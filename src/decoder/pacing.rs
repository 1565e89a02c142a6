// src/decoder/pacing.rs
//
// Emission pacing. After each published reading the decoder waits one
// interval before accepting the next frame, bounding the publish rate.

use std::time::Duration;

/// Default delay (ms) after each published reading.
pub const DEFAULT_PACE_MS: u64 = 10;

#[derive(Clone, Copy, Debug, PartialEq, Eq)]
pub struct Pacer {
    interval: Duration,
}

impl Pacer {
    pub fn new(interval: Duration) -> Self {
        Self { interval }
    }

    pub fn from_millis(ms: u64) -> Self {
        Self::new(Duration::from_millis(ms))
    }

    /// A pacer that never waits. Used by tests and replay tooling.
    pub fn disabled() -> Self {
        Self::new(Duration::ZERO)
    }

    pub fn interval(&self) -> Duration {
        self.interval
    }

    /// Block the calling thread for one interval. No-op when disabled.
    pub fn pause(&self) {
        if !self.interval.is_zero() {
            std::thread::sleep(self.interval);
        }
    }
}

impl Default for Pacer {
    fn default() -> Self {
        Self::from_millis(DEFAULT_PACE_MS)
    }
}
// src/source/socketcan.rs
//
// SocketCAN source for Linux native CAN interfaces. Frames are rendered in
// candump's text format so the decoder sees the same input whether the
// capture comes from `candump` or straight from the kernel.
//
// Requires the interface to be configured first:
//   sudo ip link set can0 up type can bitrate 1000000

/// Render a frame the way `candump <iface>` prints it:
///   `  can0  241   [8]  9A 32 00 01 E5 01 04 00`
///   `  can0  12345678   [2]  AA BB`       (extended)
///   `  can0  241  [12]  00 01 ...`        (CAN FD)
pub fn render_candump_line(
    interface: &str,
    frame_id: u32,
    is_extended: bool,
    is_fd: bool,
    data: &[u8],
) -> String {
    let id = if is_extended {
        format!("{:08X}", frame_id)
    } else {
        format!("{:03X}", frame_id)
    };
    let len = if is_fd {
        format!("  [{:02}]", data.len())
    } else {
        format!("   [{}]", data.len())
    };

    let mut line = format!("  {}  {}{}  ", interface, id, len);
    let bytes: Vec<String> = data.iter().map(|b| format!("{:02X}", b)).collect();
    line.push_str(&bytes.join(" "));
    line
}

#[cfg(target_os = "linux")]
mod linux_impl {
    use socketcan::{CanAnyFrame, CanFdSocket, EmbeddedFrame, Frame, Socket};
    use std::io;
    use std::time::Duration;

    use super::render_candump_line;
    use crate::error::MonitorError;
    use crate::source::{FrameSource, Poll};

    /// Read timeout so the stop flag is re-checked on a quiet bus.
    const READ_TIMEOUT: Duration = Duration::from_millis(100);

    /// Reads classic and FD frames from a SocketCAN interface.
    pub struct SocketCanSource {
        label: String,
        interface: String,
        socket: CanFdSocket,
    }

    impl SocketCanSource {
        pub fn open(interface: &str) -> Result<Self, MonitorError> {
            let label = format!("socketcan({})", interface);
            let socket = CanFdSocket::open(interface)
                .map_err(|e| MonitorError::source_unavailable(&label, e.to_string()))?;

            socket
                .set_read_timeout(READ_TIMEOUT)
                .map_err(|e| MonitorError::source_unavailable(&label, format!("set read timeout: {}", e)))?;

            tlog!("[socketcan] Connected to {}", interface);

            Ok(Self {
                label,
                interface: interface.to_string(),
                socket,
            })
        }

        fn render(&self, frame: CanAnyFrame) -> Option<String> {
            match frame {
                CanAnyFrame::Normal(f) => Some(render_candump_line(
                    &self.interface,
                    f.raw_id() & 0x1FFF_FFFF,
                    f.is_extended(),
                    false,
                    f.data(),
                )),
                CanAnyFrame::Fd(f) => Some(render_candump_line(
                    &self.interface,
                    f.raw_id() & 0x1FFF_FFFF,
                    f.is_extended(),
                    true,
                    f.data(),
                )),
                // No payload to decode
                CanAnyFrame::Remote(_) | CanAnyFrame::Error(_) => None,
            }
        }
    }

    impl FrameSource for SocketCanSource {
        fn label(&self) -> &str {
            &self.label
        }

        fn poll_line(&mut self) -> io::Result<Poll> {
            match self.socket.read_frame() {
                Ok(frame) => Ok(self.render(frame).map_or(Poll::Idle, Poll::Line)),
                Err(ref e)
                    if e.kind() == io::ErrorKind::WouldBlock
                        || e.kind() == io::ErrorKind::TimedOut =>
                {
                    Ok(Poll::Idle)
                }
                Err(e) => Err(e),
            }
        }
    }
}

#[cfg(target_os = "linux")]
pub use linux_impl::SocketCanSource;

══════

YOUR GOAL:
Each entry above is to be written out exactly.

ANSWER TO THIS EXERCISE:
filename src/decoder/pacing.rs
repository 1565e89a02c142a6
// src/decoder/pacing.rs
//
// Emission pacing. After each published reading the decoder waits one
// interval before accepting the next frame, bounding the publish rate.

use std::time::Duration;

/// Default delay (ms) after each published reading.
pub const DEFAULT_PACE_MS: u64 = 10;

#[derive(Clone, Copy, Debug, PartialEq, Eq)]
pub struct Pacer {
    interval: Duration,
}

impl Pacer {
    pub fn new(interval: Duration) -> Self {
        Self { interval }
    }

    pub fn from_millis(ms: u64) -> Self {
        Self::new(Duration::from_millis(ms))
    }

    /// A pacer that never waits. Used by tests and replay tooling.
    pub fn disabled() -> Self {
        Self::new(Duration::ZERO)
    }

    pub fn interval(&self) -> Duration {
        self.interval
    }

    /// Block the calling thread for one interval. No-op when disabled.
    pub fn pause(&self) {
        if !self.interval.is_zero() {
            std::thread::sleep(self.interval);
        }
    }
}

impl Default for Pacer {
    fn default() -> Self {
        Self::from_millis(DEFAULT_PACE_MS)
    }
}
// src/source/socketcan.rs
//
// SocketCAN source for Linux native CAN interfaces. Frames are rendered in
// candump's text format so the decoder sees the same input whether the
// capture comes from `candump` or straight from the kernel.
//
// Requires the interface to be configured first:
//   sudo ip link set can0 up type can bitrate 1000000

/// Render a frame the way `candump <iface>` prints it:
///   `  can0  241   [8]  9A 32 00 01 E5 01 04 00`
///   `  can0  12345678   [2]  AA BB`       (extended)
///   `  can0  241  [12]  00 01 ...`        (CAN FD)
pub fn render_candump_line(
    interface: &str,
    frame_id: u32,
    is_extended: bool,
    is_fd: bool,
    data: &[u8],
) -> String {
    let id = if is_extended {
        format!("{:08X}", frame_id)
    } else {
        format!("{:03X}", frame_id)
    };
    let len = if is_fd {
        format!("  [{:02}]", data.len())
    } else {
        format!("   [{}]", data.len())
    };

    let mut line = format!("  {}  {}{}  ", interface, id, len);
    let bytes: Vec<String> = data.iter().map(|b| format!("{:02X}", b)).collect();
    line.push_str(&bytes.join(" "));
    line
}

#[cfg(target_os = "linux")]
mod linux_impl {
    use socketcan::{CanAnyFrame, CanFdSocket, EmbeddedFrame, Frame, Socket};
    use std::io;
    use std::time::Duration;

    use super::render_candump_line;
    use crate::error::MonitorError;
    use crate::source::{FrameSource, Poll};

    /// Read timeout so the stop flag is re-checked on a quiet bus.
    const READ_TIMEOUT: Duration = Duration::from_millis(100);

    /// Reads classic and FD frames from a SocketCAN interface.
    pub struct SocketCanSource {
        label: String,
        interface: String,
        socket: CanFdSocket,
    }

    impl SocketCanSource {
        pub fn open(interface: &str) -> Result<Self, MonitorError> {
            let label = format!("socketcan({})", interface);
            let socket = CanFdSocket::open(interface)
                .map_err(|e| MonitorError::source_unavailable(&label, e.to_string()))?;

            socket
                .set_read_timeout(READ_TIMEOUT)
                .map_err(|e| MonitorError::source_unavailable(&label, format!("set read timeout: {}", e)))?;

            tlog!("[socketcan] Connected to {}", interface);

            Ok(Self {
                label,
                interface: interface.to_string(),
                socket,
            })
        }

        fn render(&self, frame: CanAnyFrame) -> Option<String> {
            match frame {
                CanAnyFrame::Normal(f) => Some(render_candump_line(
                    &self.interface,
                    f.raw_id() & 0x1FFF_FFFF,
                    f.is_extended(),
                    false,
                    f.data(),
                )),
                CanAnyFrame::Fd(f) => Some(render_candump_line(
                    &self.interface,
                    f.raw_id() & 0x1FFF_FFFF,
                    f.is_extended(),
                    true,
                    f.data(),
                )),
                // No payload to decode
                CanAnyFrame::Remote(_) | CanAnyFrame::Error(_) => None,
            }
        }
    }

    impl FrameSource for SocketCanSource {
        fn label(&self) -> &str {
            &self.label
        }

        fn poll_line(&mut self) -> io::Result<Poll> {
            match self.socket.read_frame() {
                Ok(frame) => Ok(self.render(frame).map_or(Poll::Idle, Poll::Line)),
                Err(ref e)
                    if e.kind() == io::ErrorKind::WouldBlock
                        || e.kind() == io::ErrorKind::TimedOut =>
                {
                    Ok(Poll::Idle)
                }
                Err(e) => Err(e),
            }
        }
    }
}

#[cfg(target_os = "linux")]
pub use linux_impl::SocketCanSource;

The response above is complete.